(Stored data entries)

- - - - - - -

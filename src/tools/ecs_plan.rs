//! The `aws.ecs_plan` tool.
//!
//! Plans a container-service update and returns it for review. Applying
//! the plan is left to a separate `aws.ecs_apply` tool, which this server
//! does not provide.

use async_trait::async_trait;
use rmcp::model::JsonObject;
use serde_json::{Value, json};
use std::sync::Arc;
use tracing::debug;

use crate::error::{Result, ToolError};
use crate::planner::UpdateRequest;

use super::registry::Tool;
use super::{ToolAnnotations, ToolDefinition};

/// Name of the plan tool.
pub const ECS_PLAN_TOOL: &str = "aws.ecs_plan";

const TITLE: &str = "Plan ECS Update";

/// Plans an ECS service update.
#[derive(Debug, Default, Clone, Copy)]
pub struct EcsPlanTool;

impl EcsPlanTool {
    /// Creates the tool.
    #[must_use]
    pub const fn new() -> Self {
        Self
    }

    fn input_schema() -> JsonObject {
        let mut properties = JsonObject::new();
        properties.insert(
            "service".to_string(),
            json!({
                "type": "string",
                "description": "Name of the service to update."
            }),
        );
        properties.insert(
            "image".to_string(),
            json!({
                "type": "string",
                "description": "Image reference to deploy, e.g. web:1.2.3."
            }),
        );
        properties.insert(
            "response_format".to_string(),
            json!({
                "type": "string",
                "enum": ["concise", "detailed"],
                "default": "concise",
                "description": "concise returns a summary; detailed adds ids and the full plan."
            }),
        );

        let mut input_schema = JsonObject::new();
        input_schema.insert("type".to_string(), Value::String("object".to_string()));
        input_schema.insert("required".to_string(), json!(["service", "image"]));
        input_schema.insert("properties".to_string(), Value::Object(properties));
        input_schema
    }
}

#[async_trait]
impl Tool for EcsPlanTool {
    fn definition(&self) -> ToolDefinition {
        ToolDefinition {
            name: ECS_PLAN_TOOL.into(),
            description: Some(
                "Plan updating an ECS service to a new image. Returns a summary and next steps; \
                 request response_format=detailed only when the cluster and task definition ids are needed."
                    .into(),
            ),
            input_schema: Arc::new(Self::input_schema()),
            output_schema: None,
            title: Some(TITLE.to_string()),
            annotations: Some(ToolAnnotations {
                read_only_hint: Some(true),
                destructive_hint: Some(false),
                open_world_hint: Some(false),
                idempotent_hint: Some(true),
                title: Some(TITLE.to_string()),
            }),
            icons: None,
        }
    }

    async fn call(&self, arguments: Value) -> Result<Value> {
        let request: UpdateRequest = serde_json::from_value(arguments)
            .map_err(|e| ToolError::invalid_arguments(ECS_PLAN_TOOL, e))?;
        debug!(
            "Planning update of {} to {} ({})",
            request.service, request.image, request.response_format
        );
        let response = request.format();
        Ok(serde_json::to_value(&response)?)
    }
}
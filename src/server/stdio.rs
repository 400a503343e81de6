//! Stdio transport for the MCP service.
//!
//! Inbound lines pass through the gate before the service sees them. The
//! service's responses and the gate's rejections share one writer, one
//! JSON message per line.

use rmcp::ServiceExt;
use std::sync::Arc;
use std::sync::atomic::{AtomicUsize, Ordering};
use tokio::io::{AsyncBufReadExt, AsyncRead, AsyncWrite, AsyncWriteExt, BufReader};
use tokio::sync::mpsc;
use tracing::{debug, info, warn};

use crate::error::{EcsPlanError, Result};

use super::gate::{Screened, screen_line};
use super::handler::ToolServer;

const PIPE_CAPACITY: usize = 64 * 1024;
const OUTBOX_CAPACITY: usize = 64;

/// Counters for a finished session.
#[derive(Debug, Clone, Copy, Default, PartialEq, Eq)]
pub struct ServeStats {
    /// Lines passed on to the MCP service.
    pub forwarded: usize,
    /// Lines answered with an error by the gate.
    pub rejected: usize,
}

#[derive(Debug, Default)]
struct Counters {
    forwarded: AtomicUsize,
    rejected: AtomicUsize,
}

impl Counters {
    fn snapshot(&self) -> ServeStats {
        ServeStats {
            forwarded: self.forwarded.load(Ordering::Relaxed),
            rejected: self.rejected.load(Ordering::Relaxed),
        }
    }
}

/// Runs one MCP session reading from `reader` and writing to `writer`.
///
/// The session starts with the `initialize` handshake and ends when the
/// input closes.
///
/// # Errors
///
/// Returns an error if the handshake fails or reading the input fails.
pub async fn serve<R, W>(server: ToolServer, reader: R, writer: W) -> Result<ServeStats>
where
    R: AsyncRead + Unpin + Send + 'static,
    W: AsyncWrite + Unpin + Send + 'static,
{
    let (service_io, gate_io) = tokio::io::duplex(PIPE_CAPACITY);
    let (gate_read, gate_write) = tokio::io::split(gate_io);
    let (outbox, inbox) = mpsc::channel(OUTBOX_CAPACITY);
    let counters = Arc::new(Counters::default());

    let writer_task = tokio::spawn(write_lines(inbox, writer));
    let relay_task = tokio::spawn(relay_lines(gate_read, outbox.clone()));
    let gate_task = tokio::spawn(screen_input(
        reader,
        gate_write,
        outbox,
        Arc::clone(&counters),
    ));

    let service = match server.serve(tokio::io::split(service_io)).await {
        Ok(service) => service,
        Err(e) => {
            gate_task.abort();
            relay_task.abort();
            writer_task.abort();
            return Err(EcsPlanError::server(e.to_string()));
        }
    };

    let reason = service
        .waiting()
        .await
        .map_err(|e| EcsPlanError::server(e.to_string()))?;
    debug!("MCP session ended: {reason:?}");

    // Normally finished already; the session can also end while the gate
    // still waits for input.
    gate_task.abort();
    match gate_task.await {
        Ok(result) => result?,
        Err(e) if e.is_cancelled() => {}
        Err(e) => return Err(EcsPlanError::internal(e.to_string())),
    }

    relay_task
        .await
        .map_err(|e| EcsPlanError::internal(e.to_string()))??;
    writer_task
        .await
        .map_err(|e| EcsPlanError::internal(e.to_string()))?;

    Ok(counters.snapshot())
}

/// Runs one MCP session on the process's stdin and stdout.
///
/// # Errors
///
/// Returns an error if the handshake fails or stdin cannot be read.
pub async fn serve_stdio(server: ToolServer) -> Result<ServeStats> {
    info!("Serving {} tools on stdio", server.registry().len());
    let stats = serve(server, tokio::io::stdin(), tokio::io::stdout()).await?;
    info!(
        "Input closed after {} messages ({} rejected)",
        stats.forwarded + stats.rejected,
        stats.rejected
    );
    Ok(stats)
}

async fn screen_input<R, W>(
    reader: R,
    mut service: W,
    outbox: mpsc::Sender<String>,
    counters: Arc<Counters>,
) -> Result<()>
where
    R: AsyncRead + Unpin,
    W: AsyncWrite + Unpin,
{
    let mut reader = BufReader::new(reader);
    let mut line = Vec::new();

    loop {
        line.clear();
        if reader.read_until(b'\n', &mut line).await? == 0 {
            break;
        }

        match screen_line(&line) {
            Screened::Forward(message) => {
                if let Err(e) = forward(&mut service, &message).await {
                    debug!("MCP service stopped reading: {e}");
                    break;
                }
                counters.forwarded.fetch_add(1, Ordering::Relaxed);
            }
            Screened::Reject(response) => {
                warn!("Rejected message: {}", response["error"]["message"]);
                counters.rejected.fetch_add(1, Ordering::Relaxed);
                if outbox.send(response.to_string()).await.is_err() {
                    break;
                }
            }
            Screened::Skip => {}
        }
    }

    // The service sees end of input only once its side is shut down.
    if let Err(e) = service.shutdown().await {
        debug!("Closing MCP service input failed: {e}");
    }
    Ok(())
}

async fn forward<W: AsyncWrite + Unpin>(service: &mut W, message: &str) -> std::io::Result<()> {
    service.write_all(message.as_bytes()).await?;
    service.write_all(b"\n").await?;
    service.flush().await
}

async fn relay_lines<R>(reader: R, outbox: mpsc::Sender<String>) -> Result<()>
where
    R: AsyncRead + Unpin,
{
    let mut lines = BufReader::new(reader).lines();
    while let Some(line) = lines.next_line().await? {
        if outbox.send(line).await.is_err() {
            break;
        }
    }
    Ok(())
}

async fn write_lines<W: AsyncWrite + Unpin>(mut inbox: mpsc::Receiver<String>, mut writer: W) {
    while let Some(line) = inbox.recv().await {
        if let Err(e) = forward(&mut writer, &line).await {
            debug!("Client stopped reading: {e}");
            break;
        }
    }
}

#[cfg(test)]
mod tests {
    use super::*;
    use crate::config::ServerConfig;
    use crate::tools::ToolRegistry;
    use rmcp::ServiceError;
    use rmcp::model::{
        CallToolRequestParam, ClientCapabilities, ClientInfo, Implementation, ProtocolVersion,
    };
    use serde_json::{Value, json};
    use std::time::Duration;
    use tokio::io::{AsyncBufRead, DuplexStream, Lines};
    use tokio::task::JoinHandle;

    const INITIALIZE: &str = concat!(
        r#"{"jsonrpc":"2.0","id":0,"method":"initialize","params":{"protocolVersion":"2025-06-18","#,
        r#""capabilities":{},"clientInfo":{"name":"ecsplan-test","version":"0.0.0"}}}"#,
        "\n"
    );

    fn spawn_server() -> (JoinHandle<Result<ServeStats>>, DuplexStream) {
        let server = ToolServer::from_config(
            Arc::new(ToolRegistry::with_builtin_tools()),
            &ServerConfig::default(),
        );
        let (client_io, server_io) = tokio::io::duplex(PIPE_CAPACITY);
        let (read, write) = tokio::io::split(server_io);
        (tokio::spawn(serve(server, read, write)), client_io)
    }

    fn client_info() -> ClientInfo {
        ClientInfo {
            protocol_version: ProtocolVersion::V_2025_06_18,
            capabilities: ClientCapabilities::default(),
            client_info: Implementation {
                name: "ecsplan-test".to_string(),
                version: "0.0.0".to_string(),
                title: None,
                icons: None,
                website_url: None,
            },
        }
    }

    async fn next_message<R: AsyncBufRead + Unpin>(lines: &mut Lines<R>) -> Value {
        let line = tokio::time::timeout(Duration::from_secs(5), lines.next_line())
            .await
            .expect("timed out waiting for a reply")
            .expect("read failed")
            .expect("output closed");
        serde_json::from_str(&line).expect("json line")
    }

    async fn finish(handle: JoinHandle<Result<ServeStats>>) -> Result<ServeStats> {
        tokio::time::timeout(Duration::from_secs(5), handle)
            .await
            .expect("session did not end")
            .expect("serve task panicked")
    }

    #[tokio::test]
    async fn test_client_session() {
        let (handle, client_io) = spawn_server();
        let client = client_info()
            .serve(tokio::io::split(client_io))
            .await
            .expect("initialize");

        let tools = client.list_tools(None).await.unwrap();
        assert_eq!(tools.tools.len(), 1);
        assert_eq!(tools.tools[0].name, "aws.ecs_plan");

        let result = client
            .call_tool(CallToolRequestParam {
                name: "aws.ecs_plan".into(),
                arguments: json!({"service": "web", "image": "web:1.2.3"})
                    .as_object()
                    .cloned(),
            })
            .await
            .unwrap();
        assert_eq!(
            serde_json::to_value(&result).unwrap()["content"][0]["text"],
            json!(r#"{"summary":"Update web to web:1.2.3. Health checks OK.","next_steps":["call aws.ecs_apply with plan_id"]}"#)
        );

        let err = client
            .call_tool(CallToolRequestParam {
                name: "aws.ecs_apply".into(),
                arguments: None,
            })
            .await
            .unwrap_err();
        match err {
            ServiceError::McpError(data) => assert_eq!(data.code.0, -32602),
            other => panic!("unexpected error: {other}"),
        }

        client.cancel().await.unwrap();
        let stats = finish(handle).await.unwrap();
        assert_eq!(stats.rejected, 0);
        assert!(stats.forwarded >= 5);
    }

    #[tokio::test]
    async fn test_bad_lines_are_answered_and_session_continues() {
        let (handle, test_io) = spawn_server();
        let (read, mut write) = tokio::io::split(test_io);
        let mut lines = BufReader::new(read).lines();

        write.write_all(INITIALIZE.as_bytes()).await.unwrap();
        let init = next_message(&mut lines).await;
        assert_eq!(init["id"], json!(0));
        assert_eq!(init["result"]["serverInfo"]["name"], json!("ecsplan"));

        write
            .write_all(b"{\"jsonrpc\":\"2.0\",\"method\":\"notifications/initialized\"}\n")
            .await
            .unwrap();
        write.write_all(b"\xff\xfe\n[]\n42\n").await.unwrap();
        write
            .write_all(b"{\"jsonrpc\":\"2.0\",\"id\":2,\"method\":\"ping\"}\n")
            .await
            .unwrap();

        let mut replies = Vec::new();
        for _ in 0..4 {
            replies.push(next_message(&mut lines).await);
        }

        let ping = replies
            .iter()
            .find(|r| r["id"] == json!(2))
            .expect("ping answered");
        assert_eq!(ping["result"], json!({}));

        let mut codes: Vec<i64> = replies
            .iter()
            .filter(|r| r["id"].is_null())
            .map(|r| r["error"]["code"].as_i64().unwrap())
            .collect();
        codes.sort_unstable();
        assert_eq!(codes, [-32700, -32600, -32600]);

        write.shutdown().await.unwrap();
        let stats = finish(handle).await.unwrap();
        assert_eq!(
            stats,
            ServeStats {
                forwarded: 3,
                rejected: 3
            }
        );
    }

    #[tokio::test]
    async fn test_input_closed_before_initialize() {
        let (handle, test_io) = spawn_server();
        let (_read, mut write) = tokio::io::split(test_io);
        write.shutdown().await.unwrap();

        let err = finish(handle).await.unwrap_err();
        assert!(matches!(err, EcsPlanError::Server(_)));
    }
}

- - - - - - -

Copy out the entries above exactly as given, starting at the top and ending with the line containing "use tracing::debug;"; include both and nothing more.

### [Result of this task]
filename src/tools/ecs_plan.rs
//! The `aws.ecs_plan` tool.
//!
//! Plans a container-service update and returns it for review. Applying
//! the plan is left to a separate `aws.ecs_apply` tool, which this server
//! does not provide.

use async_trait::async_trait;
use rmcp::model::JsonObject;
use serde_json::{Value, json};
use std::sync::Arc;
use tracing::debug;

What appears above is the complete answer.